The string "segment" appears in some lines of the entries that follow; copy each such line.

START Available records

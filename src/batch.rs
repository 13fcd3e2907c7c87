//! Batch orchestration.
//!
//! Drives one source document from open to the last block:
//!
//! ```text
//! Idle ─► Opening ─► Enumerating ─┬─► Selecting ─► Saving ─► Reacquiring ─┐
//!   │          │             │    └──────────────── per block ◄───────────┘
//!   │          └─────────────┴──► Aborted                                 │
//!   └──────────────────────────────────────────────────────────► Completed
//! ```
//!
//! A failing block is recorded and the run moves on; only an unopenable
//! document, a failed enumeration or an exhausted reacquire escalation abort
//! the run. Either way the caller gets a [`BatchReport`] listing every block
//! attempted.

use crate::config::SplitConfig;
use crate::error::{Error, Result};
use crate::extract::{clear_target, BlockStatus, ExtractionResult, Extractor};
use crate::host::HostFactory;
use crate::markers::{enumerate_markers, MarkerScan};
use crate::naming::{source_stem, NamePattern};
use crate::position::Position;
use crate::segment::{segment, BlockPlan, PlannedBlock};
use crate::session::{Session, SessionManager};
use serde::Serialize;
use std::collections::BTreeSet;
use std::fs;
use std::path::{Path, PathBuf};
use std::sync::Arc;

/// Where a run currently is.
#[derive(Debug, Clone, Copy, PartialEq, Eq, Serialize)]
#[serde(rename_all = "snake_case")]
pub enum BatchState {
    /// Not started
    Idle,
    /// Launching the host and opening the source
    Opening,
    /// Walking markers and planning blocks
    Enumerating,
    /// Selecting the range of a block
    Selecting {
        /// Block ordinal
        block: usize,
    },
    /// Saving the selection of a block
    Saving {
        /// Block ordinal
        block: usize,
    },
    /// Resetting the session before or after a block
    Reacquiring {
        /// Block ordinal
        block: usize,
    },
    /// Every planned block was attempted
    Completed,
    /// The run stopped early
    Aborted,
}

/// Terminal status of a run.
#[derive(Debug, Clone, PartialEq, Eq, Serialize)]
#[serde(tag = "state", rename_all = "lowercase")]
pub enum RunStatus {
    /// Every planned block was attempted
    Completed,
    /// The run stopped early
    Aborted {
        /// What stopped it
        reason: String,
    },
}

/// Outcome counts.
#[derive(Debug, Clone, Copy, Default, PartialEq, Eq, Serialize)]
pub struct Summary {
    /// Blocks written and verified
    pub succeeded: usize,
    /// Blocks that failed
    pub failed: usize,
    /// Empty blocks skipped
    pub skipped: usize,
}

impl Summary {
    /// Count outcomes in `results`.
    pub fn of(results: &[ExtractionResult]) -> Self {
        let mut summary = Self::default();
        for r in results {
            match r.status {
                BlockStatus::Extracted => summary.succeeded += 1,
                BlockStatus::Failed => summary.failed += 1,
                BlockStatus::Skipped => summary.skipped += 1,
            }
        }
        summary
    }

    /// Total blocks attempted.
    pub fn total(&self) -> usize {
        self.succeeded + self.failed + self.skipped
    }
}

/// Full account of one run.
#[derive(Debug, Clone, Serialize)]
pub struct BatchReport {
    /// Unique run id
    pub run_id: String,
    /// Source document
    pub source: PathBuf,
    /// Output directory
    pub output_dir: PathBuf,
    /// RFC 3339 start time
    pub started_at: String,
    /// RFC 3339 end time
    pub finished_at: String,
    /// Terminal status
    pub status: RunStatus,
    /// Markers retained by enumeration
    pub marker_count: usize,
    /// Blocks planned for extraction
    pub planned_blocks: usize,
    /// Per-block outcomes, in block order
    pub results: Vec<ExtractionResult>,
    /// Non-fatal problems (skipped markers, ...)
    pub warnings: Vec<String>,
    /// Outcome counts
    pub summary: Summary,
}

impl BatchReport {
    fn new(source: &Path, output_dir: &Path) -> Self {
        Self {
            run_id: uuid::Uuid::new_v4().to_string(),
            source: source.to_path_buf(),
            output_dir: output_dir.to_path_buf(),
            started_at: chrono::Utc::now().to_rfc3339(),
            finished_at: String::new(),
            status: RunStatus::Completed,
            marker_count: 0,
            planned_blocks: 0,
            results: Vec::new(),
            warnings: Vec::new(),
            summary: Summary::default(),
        }
    }

    pub(crate) fn aborted(source: &Path, output_dir: &Path, reason: impl Into<String>) -> Self {
        let mut report = Self::new(source, output_dir);
        report.finish(RunStatus::Aborted {
            reason: reason.into(),
        });
        report
    }

    fn finish(&mut self, status: RunStatus) {
        self.status = status;
        self.summary = Summary::of(&self.results);
        self.finished_at = chrono::Utc::now().to_rfc3339();
    }

    /// Whether every planned block was attempted.
    pub fn is_completed(&self) -> bool {
        self.status == RunStatus::Completed
    }

    /// Whether any block failed.
    pub fn has_failures(&self) -> bool {
        self.summary.failed > 0
    }

    /// Pretty-printed JSON.
    pub fn to_json(&self) -> Result<String> {
        Ok(serde_json::to_string_pretty(self)?)
    }
}

/// Markers and blocks found in a document, without extracting anything.
#[derive(Debug, Clone, Serialize)]
pub struct Survey {
    /// Marker walk result
    pub scan: MarkerScan,
    /// Document start
    pub doc_start: Position,
    /// Document end
    pub doc_end: Position,
    /// Blocks chosen for extraction
    pub plan: BlockPlan,
}

/// Callback invoked after each block with the result and the number of blocks to attempt.
pub type ProgressFn = Box<dyn FnMut(&ExtractionResult, usize) + Send>;

/// Splits one source document into per-block output files.
pub struct BatchOrchestrator {
    manager: SessionManager,
    config: SplitConfig,
    pattern: NamePattern,
    extractor: Extractor,
    only: Option<BTreeSet<usize>>,
    progress: Option<ProgressFn>,
    state: BatchState,
}

impl BatchOrchestrator {
    /// Create an orchestrator launching hosts from `factory`.
    pub fn new(factory: Arc<dyn HostFactory>, config: SplitConfig) -> Result<Self> {
        config.validate()?;
        let pattern = NamePattern::parse(&config.name_pattern)?;
        let extractor = Extractor::new(config.format).with_attributes(config.save_attributes.clone());
        Ok(Self {
            manager: SessionManager::new(factory, config.session.clone()),
            config,
            pattern,
            extractor,
            only: None,
            progress: None,
            state: BatchState::Idle,
        })
    }

    /// Only extract blocks with these 1-based ordinals.
    pub fn with_selection(mut self, ordinals: impl IntoIterator<Item = usize>) -> Self {
        self.only = Some(ordinals.into_iter().collect());
        self
    }

    /// Report each block outcome to `f` as it happens.
    pub fn with_progress(mut self, f: impl FnMut(&ExtractionResult, usize) + Send + 'static) -> Self {
        self.progress = Some(Box::new(f));
        self
    }

    /// Current state.
    pub fn state(&self) -> BatchState {
        self.state
    }

    /// Configuration in use.
    pub fn config(&self) -> &SplitConfig {
        &self.config
    }

    fn transition(&mut self, next: BatchState) {
        log::debug!("{:?} -> {:?}", self.state, next);
        self.state = next;
    }

    /// Enumerate markers and plan blocks for `source` without extracting.
    pub fn survey(&mut self, source: impl AsRef<Path>) -> Result<Survey> {
        let source = source.as_ref();
        self.transition(BatchState::Opening);
        let mut session = match self.manager.acquire(source) {
            Ok(s) => s,
            Err(e) => {
                self.transition(BatchState::Aborted);
                return Err(e);
            },
        };
        self.transition(BatchState::Enumerating);
        let survey = self.plan(&mut session);
        session.release();
        self.transition(if survey.is_ok() { BatchState::Completed } else { BatchState::Aborted });
        survey
    }

    fn plan(&self, session: &mut Session) -> Result<Survey> {
        let mut scan = enumerate_markers(session, &self.config.marker_kind)?;
        let doc_start = session.doc_start()?;
        let doc_end = session.doc_end()?;
        scan.retain_within(doc_start, doc_end);
        let positions = scan.positions_in_document_order();
        let blocks = segment(&positions, doc_start, doc_end);
        let plan = BlockPlan::new(&blocks, &self.config.plan_options());
        log::info!(
            "{} markers -> {} blocks, {} planned",
            positions.len(),
            blocks.len(),
            plan.len()
        );
        Ok(Survey {
            scan,
            doc_start,
            doc_end,
            plan,
        })
    }

    /// Split `source` into files under `output_dir`.
    pub fn run(&mut self, source: impl AsRef<Path>, output_dir: impl AsRef<Path>) -> BatchReport {
        let source = source.as_ref();
        let output_dir = output_dir.as_ref();
        let mut report = BatchReport::new(source, output_dir);
        log::info!("Splitting {} into {}", source.display(), output_dir.display());

        self.transition(BatchState::Opening);
        let mut session = match self.manager.acquire(source) {
            Ok(s) => s,
            Err(e) => return self.abort(report, None, e),
        };

        self.transition(BatchState::Enumerating);
        let survey = match self.plan(&mut session) {
            Ok(s) => s,
            Err(e) => return self.abort(report, Some(session), e),
        };
        report.marker_count = survey.scan.markers.len();
        report.warnings.extend(
            survey
                .scan
                .warnings
                .iter()
                .map(|w| format!("control #{} skipped: {}", w.ordinal, w.reason)),
        );

        let selected: Vec<PlannedBlock> = survey
            .plan
            .iter()
            .filter(|b| self.only.as_ref().map_or(true, |only| only.contains(&b.ordinal)))
            .copied()
            .collect();
        report.planned_blocks = selected.len();
        if let Some(only) = &self.only {
            let missing: Vec<String> = only
                .iter()
                .filter(|o| !selected.iter().any(|b| b.ordinal == **o))
                .map(|o| o.to_string())
                .collect();
            if !missing.is_empty() {
                report
                    .warnings
                    .push(format!("requested blocks not in document: {}", missing.join(", ")));
            }
        }

        if let Err(e) = fs::create_dir_all(output_dir) {
            return self.abort(report, Some(session), Error::from(e));
        }
        let ordinals: Vec<usize> = selected.iter().map(|b| b.ordinal).collect();
        let paths = match self.pattern.paths_for(
            output_dir,
            &ordinals,
            &source_stem(source),
            self.extractor.format().extension(),
        ) {
            Ok(p) => p,
            Err(e) => return self.abort(report, Some(session), e),
        };

        let total = selected.len();
        let mut dirty = false;
        for (planned, path) in selected.iter().zip(paths) {
            let result = if planned.block.is_empty() {
                log::info!("Block {} is empty at {}, skipped", planned.ordinal, planned.block.start);
                ExtractionResult::skipped(planned.ordinal, planned.block)
            } else {
                if dirty {
                    self.transition(BatchState::Reacquiring {
                        block: planned.ordinal,
                    });
                    if let Err(e) = self.manager.reacquire(&mut session) {
                        return self.abort(report, Some(session), e);
                    }
                }
                dirty = true;
                match self.extract_block(&mut session, planned, &path) {
                    Ok(result) => result,
                    Err(e) => return self.abort(report, Some(session), e),
                }
            };

            match result.status {
                BlockStatus::Extracted => log::info!(
                    "[{}/{}] block {} -> {} ({} bytes)",
                    report.results.len() + 1,
                    total,
                    result.block_index,
                    path.display(),
                    result.byte_size.unwrap_or(0)
                ),
                BlockStatus::Failed => log::warn!(
                    "[{}/{}] block {} failed: {}",
                    report.results.len() + 1,
                    total,
                    result.block_index,
                    result.error_message.as_deref().unwrap_or("unknown error")
                ),
                BlockStatus::Skipped => {},
            }
            if let Some(progress) = self.progress.as_mut() {
                progress(&result, total);
            }
            report.results.push(result);
        }

        session.release();
        self.transition(BatchState::Completed);
        report.finish(RunStatus::Completed);
        log::info!(
            "Finished {}: {} extracted, {} failed, {} skipped",
            source.display(),
            report.summary.succeeded,
            report.summary.failed,
            report.summary.skipped
        );
        report
    }

    /// Extract one non-empty block, retrying once after a reacquire on selection failure.
    ///
    /// Block-level failures come back as a failed result; only fatal errors are `Err`.
    fn extract_block(&mut self, session: &mut Session, planned: &PlannedBlock, path: &Path) -> Result<ExtractionResult> {
        let ordinal = planned.ordinal;
        let block = planned.block;

        if let Err(e) = clear_target(path) {
            return Ok(ExtractionResult::failed(ordinal, block, &e, 0));
        }

        let mut attempts = 0;
        loop {
            attempts += 1;
            self.transition(BatchState::Selecting { block: ordinal });
            match self.extractor.select_block(session, block) {
                Ok(()) => break,
                Err(e) if e.is_fatal() => return Err(e),
                Err(e) if attempts == 1 => {
                    log::warn!("Block {}: {}; reacquiring and retrying once", ordinal, e);
                    self.transition(BatchState::Reacquiring { block: ordinal });
                    self.manager.reacquire(session)?;
                },
                Err(e) => return Ok(ExtractionResult::failed(ordinal, block, &e, attempts)),
            }
        }

        self.transition(BatchState::Saving { block: ordinal });
        match self.extractor.save_block(session, path) {
            Ok(size) => Ok(ExtractionResult::extracted(ordinal, block, path.to_path_buf(), size, attempts)),
            Err(e) if e.is_fatal() => Err(e),
            Err(e) => Ok(ExtractionResult::failed(ordinal, block, &e, attempts)),
        }
    }

    fn abort(&mut self, mut report: BatchReport, session: Option<Session>, error: Error) -> BatchReport {
        log::error!("Aborting {}: {}", report.source.display(), error);
        if let Some(session) = session {
            session.release();
        }
        self.transition(BatchState::Aborted);
        report.finish(RunStatus::Aborted {
            reason: error.to_string(),
        });
        report
    }
}

/// Split `source` into `output_dir` with `config`.
///
/// Fails only when the configuration itself is invalid; run-level problems
/// are reported through [`BatchReport::status`].
pub fn run_batch(
    factory: Arc<dyn HostFactory>,
    source: impl AsRef<Path>,
    output_dir: impl AsRef<Path>,
    config: SplitConfig,
) -> Result<BatchReport> {
    let mut orchestrator = BatchOrchestrator::new(factory, config)?;
    Ok(orchestrator.run(source, output_dir))
}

END Available records

The answer ▸
use crate::segment::{segment, BlockPlan, PlannedBlock};
        let blocks = segment(&positions, doc_start, doc_end);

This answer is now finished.